How, precisely, does one bring up the Messiah so he turns out right? Jeanie Miley (who is on a roll!) lays it out for us:
The popular song “Mary, Did You Know” confronts us with the possibility that perhaps she didn’t have the full picture of Jesus’ life when he was born. Sometimes when I teach about this, people get upset about the idea that Mary might have learned who he was a little at a time, but mostly I think the upset is more about having a long-held cherished belief challenged. There’s just something about that Christmas story that we love, and we don’t much want anyone tampering with our ideas about it, and yet I keep wanting to ask, “Mary, what did you know? And when did you know it?”
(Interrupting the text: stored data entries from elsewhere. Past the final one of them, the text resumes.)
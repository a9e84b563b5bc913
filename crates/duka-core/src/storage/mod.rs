//! Database access layer implementing the repository pattern.
//!
//! The repository layer translates between domain models and database
//! schemas. All database operations MUST go through these repositories;
//! direct SQL outside this module is forbidden to keep tenant scoping and
//! constraint handling consistent.
//!
//! Tenant-scoped tables are read and written through [`TenantSession`]
//! connections so the database, not the application, enforces visibility.

use std::{sync::Arc, time::Duration};

use sqlx::{postgres::PgPoolOptions, PgPool};

pub mod orders;
pub mod schema;
pub mod tenants;
pub mod webhook_events;

use crate::{
    error::Result,
    models::TenantId,
    tenancy::{AdminSession, TenantSession},
};

/// Connection pool sizing and timeout settings.
///
/// Kept separate from the API configuration so the storage layer has no
/// dependency on how configuration is loaded.
#[derive(Debug, Clone)]
pub struct PoolSettings {
    /// Maximum number of connections in the pool.
    pub max_connections: u32,
    /// Minimum number of connections to keep open.
    pub min_connections: u32,
    /// How long to wait for a pooled connection before failing.
    pub acquire_timeout: Duration,
    /// Idle time before a connection is closed.
    pub idle_timeout: Duration,
    /// Maximum lifetime of a connection.
    pub max_lifetime: Duration,
}

impl Default for PoolSettings {
    fn default() -> Self {
        Self {
            max_connections: 10,
            min_connections: 2,
            acquire_timeout: Duration::from_secs(10),
            idle_timeout: Duration::from_secs(600),
            max_lifetime: Duration::from_secs(1800),
        }
    }
}

/// Connects a PostgreSQL pool with tenant-scope hygiene installed.
///
/// Every connection returning to the pool has its `my.tenant_id` and
/// `my.bypass_rls` session variables reset in the pool's release hook. The
/// reset is not best-effort: it runs regardless of how the request that held
/// the connection ended, so a pooled connection can never carry one
/// request's tenant scope into the next request that borrows it.
///
/// # Errors
///
/// Returns `sqlx::Error` if the pool cannot be established.
pub async fn connect(database_url: &str, settings: &PoolSettings) -> sqlx::Result<PgPool> {
    PgPoolOptions::new()
        .max_connections(settings.max_connections)
        .min_connections(settings.min_connections)
        .acquire_timeout(settings.acquire_timeout)
        .idle_timeout(settings.idle_timeout)
        .max_lifetime(settings.max_lifetime)
        .after_release(|conn, _meta| {
            Box::pin(async move {
                sqlx::query("RESET my.tenant_id").execute(&mut *conn).await?;
                sqlx::query("RESET my.bypass_rls").execute(&mut *conn).await?;
                Ok(true)
            })
        })
        .connect(database_url)
        .await
}

/// Container for all repository instances providing unified database access.
///
/// `Storage` is the entry point for all database operations. It manages a
/// shared connection pool, hands out tenant-bound sessions, and provides
/// type-safe access to each repository.
#[derive(Clone)]
pub struct Storage {
    /// Repository for tenant registry operations.
    pub tenants: Arc<tenants::Repository>,

    /// Repository for order operations (tenant-scoped).
    pub orders: Arc<orders::Repository>,

    /// Repository for recorded webhook deliveries.
    pub webhook_events: Arc<webhook_events::Repository>,

    pool: PgPool,
}

impl Storage {
    /// Creates a new storage instance with the given connection pool.
    pub fn new(pool: PgPool) -> Self {
        let shared = Arc::new(pool.clone());

        Self {
            tenants: Arc::new(tenants::Repository::new(shared.clone())),
            orders: Arc::new(orders::Repository::new()),
            webhook_events: Arc::new(webhook_events::Repository::new(shared)),
            pool,
        }
    }

    /// Returns the underlying connection pool.
    pub fn pool(&self) -> &PgPool {
        &self.pool
    }

    /// Opens a session bound to the given tenant.
    ///
    /// Every query issued on the returned session is confined to the tenant
    /// by the row-level-security policies, with no `WHERE tenant_id` needed.
    ///
    /// # Errors
    ///
    /// Returns error if no connection can be acquired or the session
    /// variable cannot be set.
    pub async fn tenant_session(&self, tenant_id: TenantId) -> Result<TenantSession> {
        TenantSession::bind(&self.pool, tenant_id).await
    }

    /// Opens an audited session that bypasses tenant isolation.
    ///
    /// The only sanctioned cross-tenant path. Callers must supply a reason,
    /// which is written to the audit log before the session is handed out.
    ///
    /// # Errors
    ///
    /// Returns error if no connection can be acquired or the session
    /// variable cannot be set.
    pub async fn admin_session(&self, reason: &str) -> Result<AdminSession> {
        AdminSession::bind(&self.pool, reason).await
    }

    /// Performs a health check on the database connection.
    ///
    /// Executes a simple query to verify connectivity. Used by the
    /// `/ready` endpoint for readiness probes.
    ///
    /// # Errors
    ///
    /// Returns `CoreError::Database` if the connection is unhealthy.
    pub async fn health_check(&self) -> Result<()> {
        let _: (i32,) = sqlx::query_as("SELECT 1").fetch_one(&self.pool).await?;

        Ok(())
    }
}

#[cfg(test)]
mod tests {
    use super::*;

    #[tokio::test]
    async fn storage_can_be_created() {
        // Verifies the Storage struct can be instantiated; actual database
        // behavior is covered by the integration tests.
        let pool = sqlx::PgPool::connect_lazy("postgresql://test").unwrap();
        let _storage = Storage::new(pool);
    }
}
Since I believe that Jesus was fully human and fully divine, however, I keep on asking the questions about what it was like for him and for his family as he grew up in a real family, a neighborhood, a group of friends. I wonder if there was sibling rivalry. Did Joseph scold him? Were there times when Mary was frustrated with him, besides that time at the Temple when he was twelve, of course, and showed himself to be unusually precocious. That Mark relates in his gospel that at one time when Jesus was drawing such a crowd because of what he was doing, his family went to get him and to take charge of him, saying that he was out of his mind pretty much convinces me that Jesus’ family learned who he was in increments.
There is one thing I know for sure, and it is this: The depth of compassion and empathy, sensitivity and love that Jesus revealed isn’t developed in a child who is made to believe he is entitled, special and above the laws of others. In fact, one of the worst things that can happen to a child is to be made the center of the parent’s world or made to feel that she is better than other, and if anyone who is reading this needs evidence for this, read the newspapers and watch the news. Terminal uniqueness is not a quality that promotes the kind of Savior Jesus became.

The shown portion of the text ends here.